Give the records once more, exactly as they stand.

[Records from a data source]

--- START ---

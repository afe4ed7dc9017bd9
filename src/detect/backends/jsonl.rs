//! JSON-lines detector output.
//!
//! The external detector writes one JSON object per processed frame:
//!
//! ```json
//! {"timestamp": "2024-03-04T09:10:00.250Z", "width": 1280, "height": 720,
//!  "detections": [{"label": "bus", "confidence": 0.91,
//!                  "bbox": [812.0, 140.0, 1190.0, 560.0], "track_id": 7}],
//!  "snapshot_path": "/tmp/frame_000123.jpg"}
//! ```

use anyhow::Result;
use serde::Deserialize;
use std::io::BufRead;
use std::path::PathBuf;

use crate::detect::result::{BoundingBox, Detection, FrameDetections, ObjectClass, SnapshotSource};
use crate::detect::source::{DetectorSource, SourceStats};
use crate::error::{PipelineError, PipelineResult};
use crate::time::parse_timestamp;

#[derive(Debug, Deserialize)]
pub struct FrameRecord {
    pub timestamp: String,
    #[serde(default)]
    pub width: u32,
    #[serde(default)]
    pub height: u32,
    #[serde(default)]
    pub detections: Vec<DetectionRecord>,
    #[serde(default)]
    pub snapshot_path: Option<PathBuf>,
}

#[derive(Debug, Deserialize)]
pub struct DetectionRecord {
    pub label: String,
    pub confidence: f32,
    /// `[x1, y1, x2, y2]` in pixels.
    pub bbox: [f32; 4],
    #[serde(default)]
    pub track_id: Option<u64>,
}

/// Parse one frame line.
///
/// Returns an error if the JSON is malformed, the timestamp is outside the
/// accepted formats, or any detection fails validation.
pub fn parse_frame_record(line: &[u8]) -> PipelineResult<FrameDetections> {
    let record: FrameRecord = serde_json::from_slice(line)
        .map_err(|e| PipelineError::InvalidDetection(format!("parse error: {}", e)))?;

    let timestamp = parse_timestamp(&record.timestamp)?;
    let mut frame = FrameDetections::new(timestamp, record.width, record.height);

    for det in record.detections {
        let [x1, y1, x2, y2] = det.bbox;
        let detection = Detection {
            class: ObjectClass::from_label(&det.label),
            confidence: det.confidence,
            bbox: BoundingBox::new(x1, y1, x2, y2),
            track_id: det.track_id,
        };
        detection.validate()?;
        frame.detections.push(detection);
    }

    if let Some(path) = record.snapshot_path {
        frame.snapshot = Some(SnapshotSource::File(path));
    }
    Ok(frame)
}

/// Reads frames from any buffered reader (stdin, a file, a pipe).
///
/// Malformed lines are logged and skipped; only I/O errors end the stream
/// with an error.
pub struct JsonLinesSource<R: BufRead> {
    reader: R,
    line: String,
    stats: SourceStats,
}

impl<R: BufRead> JsonLinesSource<R> {
    pub fn new(reader: R) -> Self {
        Self {
            reader,
            line: String::new(),
            stats: SourceStats::default(),
        }
    }
}

impl<R: BufRead> DetectorSource for JsonLinesSource<R> {
    fn name(&self) -> &'static str {
        "jsonl"
    }

    fn next_frame(&mut self) -> Result<Option<FrameDetections>> {
        loop {
            self.line.clear();
            if self.reader.read_line(&mut self.line)? == 0 {
                return Ok(None);
            }
            let trimmed = self.line.trim();
            if trimmed.is_empty() {
                continue;
            }
            match parse_frame_record(trimmed.as_bytes()) {
                Ok(frame) => {
                    self.stats.frames_read += 1;
                    return Ok(Some(frame));
                }
                Err(e) => {
                    self.stats.frames_rejected += 1;
                    log::warn!("detector line rejected: {}", e);
                }
            }
        }
    }

    fn stats(&self) -> SourceStats {
        self.stats.clone()
    }
}
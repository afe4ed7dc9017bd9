//! Next-arrival forecast.
//!
//! A naive persistence-weighted average: the most recent bucket for the
//! current (day-of-week, daypart), else the mean over every bucket.

use chrono::NaiveDateTime;

use crate::error::{PipelineError, PipelineResult};
use crate::time::{add_seconds, TimeSlot};
use crate::{ArrivalEvent, ForecastRecord, IntervalBucket};

/// Bucket queries the forecaster needs from a store.
pub trait BucketLookup {
    /// Bucket for the slot with the most recent analysis date.
    fn latest_for_slot(&self, slot: TimeSlot) -> PipelineResult<Option<IntervalBucket>>;

    /// Mean of `average_interval_seconds` across all buckets.
    fn global_mean_interval(&self) -> PipelineResult<Option<f64>>;
}

impl BucketLookup for [IntervalBucket] {
    fn latest_for_slot(&self, slot: TimeSlot) -> PipelineResult<Option<IntervalBucket>> {
        Ok(self
            .iter()
            .filter(|b| b.slot() == slot)
            .max_by_key(|b| b.analysis_date)
            .cloned())
    }

    fn global_mean_interval(&self) -> PipelineResult<Option<f64>> {
        if self.is_empty() {
            return Ok(None);
        }
        let sum: f64 = self.iter().map(|b| b.average_interval_seconds).sum();
        Ok(Some(sum / self.len() as f64))
    }
}

/// Where the interval used for a forecast came from.
#[derive(Clone, Copy, Debug, PartialEq)]
pub enum IntervalSource {
    Slot(TimeSlot),
    GlobalFallback,
}

#[derive(Clone, Debug, PartialEq)]
pub struct Forecast {
    pub record: ForecastRecord,
    pub source: IntervalSource,
}

pub struct Forecaster;

impl Forecaster {
    pub fn choose_interval<L>(slot: TimeSlot, lookup: &L) -> PipelineResult<(f64, IntervalSource)>
    where
        L: BucketLookup + ?Sized,
    {
        if let Some(bucket) = lookup.latest_for_slot(slot)? {
            return Ok((bucket.average_interval_seconds, IntervalSource::Slot(slot)));
        }
        log::info!("no interval history for {}, using overall average", slot);
        match lookup.global_mean_interval()? {
            Some(mean) => Ok((mean, IntervalSource::GlobalFallback)),
            None => Err(PipelineError::InsufficientHistory(
                "no interval buckets to forecast from",
            )),
        }
    }

    /// Predict the next arrival as `last_event + chosen interval`.
    pub fn forecast<L>(
        now: NaiveDateTime,
        last_event: &ArrivalEvent,
        lookup: &L,
    ) -> PipelineResult<Forecast>
    where
        L: BucketLookup + ?Sized,
    {
        let slot = TimeSlot::of(&now);
        let (interval_seconds, source) = Self::choose_interval(slot, lookup)?;
        let predicted_arrival_at = add_seconds(&last_event.timestamp, interval_seconds)?;
        Ok(Forecast {
            record: ForecastRecord {
                generated_at: now,
                last_arrival_at: last_event.timestamp,
                predicted_arrival_at,
                interval_seconds,
            },
            source,
        })
    }
}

--- END ---

ANSWER BELOW:
repository afe4ed7dc9017bd9
filename src/detect/backends/jsonl.rs
//! JSON-lines detector output.
//!
//! The external detector writes one JSON object per processed frame:
//!
//! ```json
//! {"timestamp": "2024-03-04T09:10:00.250Z", "width": 1280, "height": 720,
//!  "detections": [{"label": "bus", "confidence": 0.91,
//!                  "bbox": [812.0, 140.0, 1190.0, 560.0], "track_id": 7}],
//!  "snapshot_path": "/tmp/frame_000123.jpg"}
//! ```

use anyhow::Result;
use serde::Deserialize;
use std::io::BufRead;
use std::path::PathBuf;

use crate::detect::result::{BoundingBox, Detection, FrameDetections, ObjectClass, SnapshotSource};
use crate::detect::source::{DetectorSource, SourceStats};
use crate::error::{PipelineError, PipelineResult};
use crate::time::parse_timestamp;

#[derive(Debug, Deserialize)]
pub struct FrameRecord {
    pub timestamp: String,
    #[serde(default)]
    pub width: u32,
    #[serde(default)]
    pub height: u32,
    #[serde(default)]
    pub detections: Vec<DetectionRecord>,
    #[serde(default)]
    pub snapshot_path: Option<PathBuf>,
}

#[derive(Debug, Deserialize)]
pub struct DetectionRecord {
    pub label: String,
    pub confidence: f32,
    /// `[x1, y1, x2, y2]` in pixels.
    pub bbox: [f32; 4],
    #[serde(default)]
    pub track_id: Option<u64>,
}

/// Parse one frame line.
///
/// Returns an error if the JSON is malformed, the timestamp is outside the
/// accepted formats, or any detection fails validation.
pub fn parse_frame_record(line: &[u8]) -> PipelineResult<FrameDetections> {
    let record: FrameRecord = serde_json::from_slice(line)
        .map_err(|e| PipelineError::InvalidDetection(format!("parse error: {}", e)))?;

    let timestamp = parse_timestamp(&record.timestamp)?;
    let mut frame = FrameDetections::new(timestamp, record.width, record.height);

    for det in record.detections {
        let [x1, y1, x2, y2] = det.bbox;
        let detection = Detection {
            class: ObjectClass::from_label(&det.label),
            confidence: det.confidence,
            bbox: BoundingBox::new(x1, y1, x2, y2),
            track_id: det.track_id,
        };
        detection.validate()?;
        frame.detections.push(detection);
    }

    if let Some(path) = record.snapshot_path {
        frame.snapshot = Some(SnapshotSource::File(path));
    }
    Ok(frame)
}

/// Reads frames from any buffered reader (stdin, a file, a pipe).
///
/// Malformed lines are logged and skipped; only I/O errors end the stream
/// with an error.
pub struct JsonLinesSource<R: BufRead> {
    reader: R,
    line: String,
    stats: SourceStats,
}

impl<R: BufRead> JsonLinesSource<R> {
    pub fn new(reader: R) -> Self {
        Self {
            reader,
            line: String::new(),
            stats: SourceStats::default(),
        }
    }
}

impl<R: BufRead> DetectorSource for JsonLinesSource<R> {
    fn name(&self) -> &'static str {
        "jsonl"
    }

    fn next_frame(&mut self) -> Result<Option<FrameDetections>> {
        loop {
            self.line.clear();
            if self.reader.read_line(&mut self.line)? == 0 {
                return Ok(None);
            }
            let trimmed = self.line.trim();
            if trimmed.is_empty() {
                continue;
            }
            match parse_frame_record(trimmed.as_bytes()) {
                Ok(frame) => {
                    self.stats.frames_read += 1;
                    return Ok(Some(frame));
                }
                Err(e) => {
                    self.stats.frames_rejected += 1;
                    log::warn!("detector line rejected: {}", e);
                }
            }
        }
    }

    fn stats(&self) -> SourceStats {
        self.stats.clone()
    }
}
repository afe4ed7dc9017bd9
//! Next-arrival forecast.
//!
//! A naive persistence-weighted average: the most recent bucket for the
//! current (day-of-week, daypart), else the mean over every bucket.

use chrono::NaiveDateTime;

use crate::error::{PipelineError, PipelineResult};
use crate::time::{add_seconds, TimeSlot};
use crate::{ArrivalEvent, ForecastRecord, IntervalBucket};

/// Bucket queries the forecaster needs from a store.
pub trait BucketLookup {
    /// Bucket for the slot with the most recent analysis date.
    fn latest_for_slot(&self, slot: TimeSlot) -> PipelineResult<Option<IntervalBucket>>;

    /// Mean of `average_interval_seconds` across all buckets.
    fn global_mean_interval(&self) -> PipelineResult<Option<f64>>;
}

impl BucketLookup for [IntervalBucket] {
    fn latest_for_slot(&self, slot: TimeSlot) -> PipelineResult<Option<IntervalBucket>> {
        Ok(self
            .iter()
            .filter(|b| b.slot() == slot)
            .max_by_key(|b| b.analysis_date)
            .cloned())
    }

    fn global_mean_interval(&self) -> PipelineResult<Option<f64>> {
        if self.is_empty() {
            return Ok(None);
        }
        let sum: f64 = self.iter().map(|b| b.average_interval_seconds).sum();
        Ok(Some(sum / self.len() as f64))
    }
}

/// Where the interval used for a forecast came from.
#[derive(Clone, Copy, Debug, PartialEq)]
pub enum IntervalSource {
    Slot(TimeSlot),
    GlobalFallback,
}

#[derive(Clone, Debug, PartialEq)]
pub struct Forecast {
    pub record: ForecastRecord,
    pub source: IntervalSource,
}

pub struct Forecaster;

impl Forecaster {
    pub fn choose_interval<L>(slot: TimeSlot, lookup: &L) -> PipelineResult<(f64, IntervalSource)>
    where
        L: BucketLookup + ?Sized,
    {
        if let Some(bucket) = lookup.latest_for_slot(slot)? {
            return Ok((bucket.average_interval_seconds, IntervalSource::Slot(slot)));
        }
        log::info!("no interval history for {}, using overall average", slot);
        match lookup.global_mean_interval()? {
            Some(mean) => Ok((mean, IntervalSource::GlobalFallback)),
            None => Err(PipelineError::InsufficientHistory(
                "no interval buckets to forecast from",
            )),
        }
    }

    /// Predict the next arrival as `last_event + chosen interval`.
    pub fn forecast<L>(
        now: NaiveDateTime,
        last_event: &ArrivalEvent,
        lookup: &L,
    ) -> PipelineResult<Forecast>
    where
        L: BucketLookup + ?Sized,
    {
        let slot = TimeSlot::of(&now);
        let (interval_seconds, source) = Self::choose_interval(slot, lookup)?;
        let predicted_arrival_at = add_seconds(&last_event.timestamp, interval_seconds)?;
        Ok(Forecast {
            record: ForecastRecord {
                generated_at: now,
                last_arrival_at: last_event.timestamp,
                predicted_arrival_at,
                interval_seconds,
            },
            source,
        })
    }
}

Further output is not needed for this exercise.